*Brief:* Copy out each line of the data below in which the string "DisplayContext" appears.

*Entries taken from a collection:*
• • • • • • •

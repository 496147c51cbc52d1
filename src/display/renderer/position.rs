use crate::display::context::DisplayContext;
use crate::display::surface::TextAlign;
use crate::display::MATRIX_WIDTH;
use crate::models::Slot;
use std::str::FromStr;

/// Columns taken by the gauge when it is shown
pub const GAUGE_MARGIN: i32 = 2;

/// How scrolling text is positioned, chosen once at startup.
#[derive(Clone, Copy, Debug, PartialEq, Eq, Default)]
pub enum ScrollPolicy {
    /// Right-aligned text, centered when it fits
    RightToLeft,
    /// Left-aligned text, centered when it fits, scrolling otherwise
    #[default]
    LeftToRight,
    /// Left-aligned text that always scrolls, even when it fits
    LeftToRightUniform,
}

impl ScrollPolicy {
    pub fn text_align(&self) -> TextAlign {
        match self {
            ScrollPolicy::RightToLeft => TextAlign::BaselineRight,
            ScrollPolicy::LeftToRight | ScrollPolicy::LeftToRightUniform => {
                TextAlign::BaselineLeft
            }
        }
    }
}

impl FromStr for ScrollPolicy {
    type Err = String;

    fn from_str(s: &str) -> Result<Self, Self::Err> {
        match s.trim().to_lowercase().as_str() {
            "rtl" => Ok(ScrollPolicy::RightToLeft),
            "ltr" => Ok(ScrollPolicy::LeftToRight),
            "ltr-uniform" => Ok(ScrollPolicy::LeftToRightUniform),
            _ => Err(format!(
                "Invalid scroll policy '{}'. Must be 'rtl', 'ltr' or 'ltr-uniform'",
                s
            )),
        }
    }
}

impl Slot {
    /// Columns reserved on the left, including the gauge.
    pub fn margin(&self, display_gauge: bool) -> i32 {
        let gauge = if display_gauge { GAUGE_MARGIN } else { 0 };
        self.mode.left_margin() + gauge
    }

    /// Horizontal text origin for the current scroll step.
    pub fn xpos(&self, ctx: &DisplayContext) -> i32 {
        let startx = self.margin(ctx.display_gauge);
        let width = MATRIX_WIDTH - startx;
        let step = ctx.scroll_step;

        match ctx.settings.scroll_policy {
            ScrollPolicy::RightToLeft => {
                if self.pixels < width {
                    // right edge of centered text
                    MATRIX_WIDTH - (width - self.pixels) / 2
                } else {
                    startx + step
                }
            }
            ScrollPolicy::LeftToRight => {
                if self.pixels < width {
                    startx + (width - self.pixels + 1) / 2
                } else {
                    startx - step + width
                }
            }
            ScrollPolicy::LeftToRightUniform => startx - step + width,
        }
    }
}
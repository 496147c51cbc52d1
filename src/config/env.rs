//! Environment variable handling

use std::str::FromStr;

/// Environment overrides for the matrix slot configuration
#[derive(Debug, Default, Clone)]
pub struct EnvVars {
    pub mode: Option<String>,
    pub text: Option<String>,
    pub icon: Option<String>,
    pub icons: Option<String>,
    pub screen_time: Option<u32>,
    pub hold: Option<i64>,
    pub color: Option<String>,
    pub special_font: Option<bool>,
    pub scroll_policy: Option<String>,
    pub scroll_count: Option<u32>,
    pub scroll_interval: Option<u64>,
    pub rainbow_interval: Option<u64>,
    pub time_format: Option<String>,
    pub date_format: Option<String>,
    pub gauge: Option<bool>,
    pub day_of_month: Option<bool>,
    pub tick_ms: Option<u64>,
    pub preview: Option<bool>,
}

/// Load configuration from environment variables
pub fn load_env_vars() -> EnvVars {
    env_vars_from(|key| std::env::var(key).ok())
}

/// Build overrides from any key lookup. Unparseable values are ignored.
pub fn env_vars_from<F>(lookup: F) -> EnvVars
where
    F: Fn(&str) -> Option<String>,
{
    let number = |key: &str| lookup(key).and_then(|value| value.trim().parse::<i64>().ok());

    EnvVars {
        mode: lookup("MATRIX_MODE"),
        text: lookup("MATRIX_TEXT"),
        icon: lookup("MATRIX_ICON"),
        icons: lookup("MATRIX_ICONS"),
        screen_time: number("MATRIX_SCREEN_TIME").and_then(narrow),
        hold: number("MATRIX_HOLD"),
        color: lookup("MATRIX_COLOR"),
        special_font: lookup("MATRIX_SPECIAL_FONT").and_then(|v| parse_flag(&v)),
        scroll_policy: lookup("MATRIX_SCROLL_POLICY"),
        scroll_count: number("MATRIX_SCROLL_COUNT").and_then(narrow),
        scroll_interval: number("MATRIX_SCROLL_INTERVAL").and_then(narrow),
        rainbow_interval: number("MATRIX_RAINBOW_INTERVAL").and_then(narrow),
        time_format: lookup("MATRIX_TIME_FORMAT"),
        date_format: lookup("MATRIX_DATE_FORMAT"),
        gauge: lookup("MATRIX_GAUGE").and_then(|v| parse_flag(&v)),
        day_of_month: lookup("MATRIX_DAY_OF_MONTH").and_then(|v| parse_flag(&v)),
        tick_ms: number("MATRIX_TICK_MS").and_then(narrow),
        preview: lookup("MATRIX_PREVIEW").and_then(|v| parse_flag(&v)),
    }
}

fn narrow<T: TryFrom<i64>>(value: i64) -> Option<T> {
    T::try_from(value).ok()
}

/// Accepts "true"/"false" as well as numeric 0/1
fn parse_flag(value: &str) -> Option<bool> {
    let value = value.trim();
    bool::from_str(value)
        .ok()
        .or_else(|| value.parse::<u8>().ok().map(|n| n != 0))
}

#[cfg(test)]
mod tests {
    use super::*;
    use std::collections::HashMap;

    fn vars(pairs: &[(&str, &str)]) -> EnvVars {
        let map: HashMap<String, String> = pairs
            .iter()
            .map(|(k, v)| (k.to_string(), v.to_string()))
            .collect();
        env_vars_from(|key| map.get(key).cloned())
    }

    #[test]
    fn reads_prefixed_variables() {
        let env = vars(&[
            ("MATRIX_MODE", "rainbow_text"),
            ("MATRIX_SCREEN_TIME", "30"),
            ("MATRIX_HOLD", "-5"),
            ("MATRIX_GAUGE", "1"),
            ("MATRIX_PREVIEW", "false"),
        ]);
        assert_eq!(env.mode.as_deref(), Some("rainbow_text"));
        assert_eq!(env.screen_time, Some(30));
        assert_eq!(env.hold, Some(-5));
        assert_eq!(env.gauge, Some(true));
        assert_eq!(env.preview, Some(false));
        assert_eq!(env.text, None);
    }

    #[test]
    fn ignores_unparseable_numbers() {
        let env = vars(&[
            ("MATRIX_TICK_MS", "fast"),
            ("MATRIX_SCREEN_TIME", "-3"),
            ("MATRIX_DAY_OF_MONTH", "maybe"),
        ]);
        assert_eq!(env.tick_ms, None);
        assert_eq!(env.screen_time, None);
        assert_eq!(env.day_of_month, None);
    }
}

• • • • • • •

*Output of the exercise:*
use crate::display::context::DisplayContext;
    pub fn xpos(&self, ctx: &DisplayContext) -> i32 {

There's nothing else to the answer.